//! Thin handlers that extract the caller's identity and delegate to domain methods.

use std::sync::Arc;

use pipeline_core::{Call, CallAuthExt, RpcResult, UserRole};
use tracing::instrument;

use super::{
    CreateUserRequest, DeleteUserRequest, DeleteUserResponse, GetUserRequest, ListUsersRequest,
    ListUsersResponse, MeRequest, MeResponse, UpdateUserRequest, User, UsersService,
};

impl UsersService {
    #[instrument(skip_all, fields(email = %req.email))]
    pub(super) async fn handle_create_user(
        self: Arc<Self>,
        call: Call,
        req: CreateUserRequest,
    ) -> RpcResult<User> {
        if req.role == Some(UserRole::Administrator) {
            call.auth_admin()?;
        }
        Ok(self.create_user(req)?)
    }

    #[instrument(skip_all, fields(id = %req.id))]
    pub(super) async fn handle_get_user(
        self: Arc<Self>,
        call: Call,
        req: GetUserRequest,
    ) -> RpcResult<User> {
        call.auth_for(req.id)?;
        Ok(self.get_user(req.id)?)
    }

    #[instrument(skip_all)]
    pub(super) async fn handle_list_users(
        self: Arc<Self>,
        call: Call,
        req: ListUsersRequest,
    ) -> RpcResult<ListUsersResponse> {
        let auth = call.auth()?;
        let users = if auth.is_admin() {
            self.list_users(&req.ids)
        } else {
            // Non-admins only ever see themselves.
            self.list_users(&[auth.user_id])
        };
        Ok(ListUsersResponse { users })
    }

    #[instrument(skip_all, fields(id = %req.id))]
    pub(super) async fn handle_update_user(
        self: Arc<Self>,
        call: Call,
        req: UpdateUserRequest,
    ) -> RpcResult<User> {
        call.auth_for(req.id)?;
        Ok(self.update_user(req)?)
    }

    #[instrument(skip_all, fields(id = %req.id))]
    pub(super) async fn handle_delete_user(
        self: Arc<Self>,
        call: Call,
        req: DeleteUserRequest,
    ) -> RpcResult<DeleteUserResponse> {
        call.auth_for(req.id)?;
        self.delete_user(req.id)?;
        Ok(DeleteUserResponse { deleted: req.id })
    }

    #[instrument(skip_all)]
    pub(super) async fn handle_me(
        self: Arc<Self>,
        call: Call,
        _req: MeRequest,
    ) -> RpcResult<MeResponse> {
        let auth = call.auth()?;
        Ok(MeResponse {
            user: self.get_user(auth.user_id).ok(),
            user_id: auth.user_id,
            email: auth.email,
            role: auth.role,
        })
    }
}
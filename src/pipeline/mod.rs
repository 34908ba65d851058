//! Unary RPC pipeline.
//!
//! # Composition
//! A [`MethodTable`] lists the terminal handlers of a service. Wrapping it
//! with a [`Chain`] produces a [`Router`] whose handlers run the chain's
//! interceptors in order before the handler:
//!
//! - interceptors run outermost-first and never concurrently for one call
//! - an interceptor short-circuits by returning without calling `next`
//! - every call resolves to exactly one [`Outcome`]
//!
//! [`wrap_service`] is the alternative for services that need the panic
//! guard and error translation but no interceptors.

mod chain;
mod handler;
mod router;
mod sink;
mod wrapper;

pub use chain::{Chain, Interceptor, Next};
pub use handler::{Handler, MethodTable, RpcService};
pub(crate) use router::panic_message;
pub use router::{Outcome, Router, WrappedHandler};
pub use sink::Completion;
pub use wrapper::wrap_service;
//! One inbound unary invocation and its per-call context.

use chrono::{DateTime, Utc};
use http::Extensions;
use serde::de::DeserializeOwned;
use serde_json::Value;
use tracing::warn;
use uuid::Uuid;

use crate::error::AppError;
use crate::metadata::{Metadata, keys};

/// Maximum accepted length for a caller-supplied request id.
const MAX_REQUEST_ID_LENGTH: usize = 64;

/// An inbound call: method name, metadata and structured payload.
///
/// Interceptors may rewrite metadata and extensions before forwarding; the
/// method and payload are fixed by the transport.
#[derive(Debug, Clone)]
pub struct Call {
    method: String,
    metadata: Metadata,
    request: Value,
    extensions: Extensions,
}

impl Call {
    pub fn new(method: impl Into<String>, request: Value) -> Self {
        Self {
            method: method.into(),
            metadata: Metadata::new(),
            request,
            extensions: Extensions::new(),
        }
    }

    #[must_use]
    pub fn with_metadata(mut self, metadata: Metadata) -> Self {
        self.metadata = metadata;
        self
    }

    /// Builder-style metadata append. Invalid entries are dropped with a warning.
    #[must_use]
    pub fn with_header(mut self, key: &str, value: &str) -> Self {
        if let Err(e) = self.metadata.append(key, value) {
            warn!(key, error = %e, "Dropping invalid call metadata");
        }
        self
    }

    #[inline]
    #[must_use]
    pub fn method(&self) -> &str {
        &self.method
    }

    #[inline]
    #[must_use]
    pub const fn metadata(&self) -> &Metadata {
        &self.metadata
    }

    #[inline]
    pub fn metadata_mut(&mut self) -> &mut Metadata {
        &mut self.metadata
    }

    #[inline]
    #[must_use]
    pub const fn request(&self) -> &Value {
        &self.request
    }

    #[inline]
    #[must_use]
    pub const fn extensions(&self) -> &Extensions {
        &self.extensions
    }

    #[inline]
    pub fn extensions_mut(&mut self) -> &mut Extensions {
        &mut self.extensions
    }

    /// Decode the payload into a typed request. A missing payload decodes as `{}`.
    ///
    /// # Errors
    /// Returns `INVALID_ARGUMENT` if the payload does not match `T`.
    pub fn decode<T: DeserializeOwned>(&self) -> Result<T, AppError> {
        let payload = match &self.request {
            Value::Null => Value::Object(serde_json::Map::new()),
            other => other.clone(),
        };
        serde_json::from_value(payload)
            .map_err(|e| AppError::invalid_argument(format!("Invalid request: {e}")))
    }
}

/// Per-call context handed to every interceptor.
#[derive(Debug, Clone)]
pub struct CallContext {
    method: String,
    request_id: String,
    received_at: DateTime<Utc>,
}

impl CallContext {
    /// Build the context for `method`, reusing the caller's request id when
    /// it is present and sane.
    #[must_use]
    pub fn new(method: impl Into<String>, metadata: &Metadata) -> Self {
        let request_id = metadata
            .get(keys::REQUEST_ID)
            .filter(|s| !s.is_empty() && s.len() <= MAX_REQUEST_ID_LENGTH)
            .map_or_else(|| Uuid::new_v4().to_string(), str::to_owned);

        Self {
            method: method.into(),
            request_id,
            received_at: Utc::now(),
        }
    }

    #[inline]
    #[must_use]
    pub fn method(&self) -> &str {
        &self.method
    }

    #[inline]
    #[must_use]
    pub fn request_id(&self) -> &str {
        &self.request_id
    }

    #[inline]
    #[must_use]
    pub const fn received_at(&self) -> DateTime<Utc> {
        self.received_at
    }
}
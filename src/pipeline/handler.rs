//! Terminal RPC handlers and the method tables that group them.

use std::collections::BTreeMap;
use std::future::Future;
use std::sync::Arc;

use futures::future::BoxFuture;
use pipeline_core::{Call, RpcError, RpcResult};
use serde::Serialize;
use serde::de::DeserializeOwned;

/// A business handler for one unary method.
///
/// Implemented for any `Fn(Call) -> impl Future<Output = RpcResult>`, so
/// closures and `async` blocks can be registered directly.
pub trait Handler: Send + Sync + 'static {
    fn call(&self, call: Call) -> BoxFuture<'static, RpcResult>;
}

impl<F, Fut> Handler for F
where
    F: Fn(Call) -> Fut + Send + Sync + 'static,
    Fut: Future<Output = RpcResult> + Send + 'static,
{
    fn call(&self, call: Call) -> BoxFuture<'static, RpcResult> {
        Box::pin(self(call))
    }
}

/// Explicit method-name → handler table.
///
/// Built once per service, then handed to `Chain::wrap` or `wrap_service`,
/// which return a new router without touching the table.
#[derive(Clone, Default)]
pub struct MethodTable {
    handlers: BTreeMap<String, Arc<dyn Handler>>,
}

impl MethodTable {
    #[must_use]
    pub fn new() -> Self {
        Self::default()
    }

    /// Register a raw JSON handler. A later registration for the same name wins.
    #[must_use]
    pub fn route(mut self, name: impl Into<String>, handler: impl Handler) -> Self {
        self.handlers.insert(name.into(), Arc::new(handler));
        self
    }

    /// Register a typed handler: the payload is decoded into `Req` and the
    /// response encoded from `Resp`.
    ///
    /// Decode failures short-circuit with `INVALID_ARGUMENT` before `f` runs.
    #[must_use]
    pub fn unary<Req, Resp, F, Fut>(self, name: impl Into<String>, f: F) -> Self
    where
        Req: DeserializeOwned + Send + 'static,
        Resp: Serialize + Send + 'static,
        F: Fn(Call, Req) -> Fut + Send + Sync + 'static,
        Fut: Future<Output = RpcResult<Resp>> + Send + 'static,
    {
        self.route(name, move |call: Call| {
            let pending = call.decode::<Req>().map(|req| f(call, req));
            async move {
                let response = pending?.await?;
                serde_json::to_value(response).map_err(|e| RpcError::Unexpected(e.into()))
            }
        })
    }

    /// Typed handler bound to a shared service instance.
    ///
    /// Every call receives a clone of the same `Arc`, so state and identity
    /// are shared with whoever else holds the service.
    #[must_use]
    pub fn method<S, Req, Resp, F, Fut>(self, name: impl Into<String>, service: &Arc<S>, f: F) -> Self
    where
        S: Send + Sync + 'static,
        Req: DeserializeOwned + Send + 'static,
        Resp: Serialize + Send + 'static,
        F: Fn(Arc<S>, Call, Req) -> Fut + Send + Sync + 'static,
        Fut: Future<Output = RpcResult<Resp>> + Send + 'static,
    {
        let service = Arc::clone(service);
        self.unary(name, move |call, req| f(Arc::clone(&service), call, req))
    }

    /// Union of two tables. Entries from `other` win on name clashes.
    #[must_use]
    pub fn merge(mut self, other: Self) -> Self {
        self.handlers.extend(other.handlers);
        self
    }

    #[must_use]
    pub fn get(&self, name: &str) -> Option<&Arc<dyn Handler>> {
        self.handlers.get(name)
    }

    #[must_use]
    pub fn contains(&self, name: &str) -> bool {
        self.handlers.contains_key(name)
    }

    pub fn names(&self) -> impl Iterator<Item = &str> {
        self.handlers.keys().map(String::as_str)
    }

    #[must_use]
    pub fn len(&self) -> usize {
        self.handlers.len()
    }

    #[must_use]
    pub fn is_empty(&self) -> bool {
        self.handlers.is_empty()
    }

    pub(crate) fn into_handlers(self) -> impl Iterator<Item = (String, Arc<dyn Handler>)> {
        self.handlers.into_iter()
    }
}

impl std::fmt::Debug for MethodTable {
    fn fmt(&self, f: &mut std::fmt::Formatter<'_>) -> std::fmt::Result {
        f.debug_set().entries(self.handlers.keys()).finish()
    }
}

/// A service that exposes its typed methods as a [`MethodTable`].
pub trait RpcService: Send + Sync + 'static {
    fn method_table(self: Arc<Self>) -> MethodTable;
}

**Task to carry out:** The required answer is the run of lines above, starting at the line with "response encoded from" and ending at the line with "pub fn merge(mut", reproduced exactly with both ends.

**Task answer:**
    /// response encoded from `Resp`.
    ///
    /// Decode failures short-circuit with `INVALID_ARGUMENT` before `f` runs.
    #[must_use]
    pub fn unary<Req, Resp, F, Fut>(self, name: impl Into<String>, f: F) -> Self
    where
        Req: DeserializeOwned + Send + 'static,
        Resp: Serialize + Send + 'static,
        F: Fn(Call, Req) -> Fut + Send + Sync + 'static,
        Fut: Future<Output = RpcResult<Resp>> + Send + 'static,
    {
        self.route(name, move |call: Call| {
            let pending = call.decode::<Req>().map(|req| f(call, req));
            async move {
                let response = pending?.await?;
                serde_json::to_value(response).map_err(|e| RpcError::Unexpected(e.into()))
            }
        })
    }

    /// Typed handler bound to a shared service instance.
    ///
    /// Every call receives a clone of the same `Arc`, so state and identity
    /// are shared with whoever else holds the service.
    #[must_use]
    pub fn method<S, Req, Resp, F, Fut>(self, name: impl Into<String>, service: &Arc<S>, f: F) -> Self
    where
        S: Send + Sync + 'static,
        Req: DeserializeOwned + Send + 'static,
        Resp: Serialize + Send + 'static,
        F: Fn(Arc<S>, Call, Req) -> Fut + Send + Sync + 'static,
        Fut: Future<Output = RpcResult<Resp>> + Send + 'static,
    {
        let service = Arc::clone(service);
        self.unary(name, move |call, req| f(Arc::clone(&service), call, req))
    }

    /// Union of two tables. Entries from `other` win on name clashes.
    #[must_use]
    pub fn merge(mut self, other: Self) -> Self {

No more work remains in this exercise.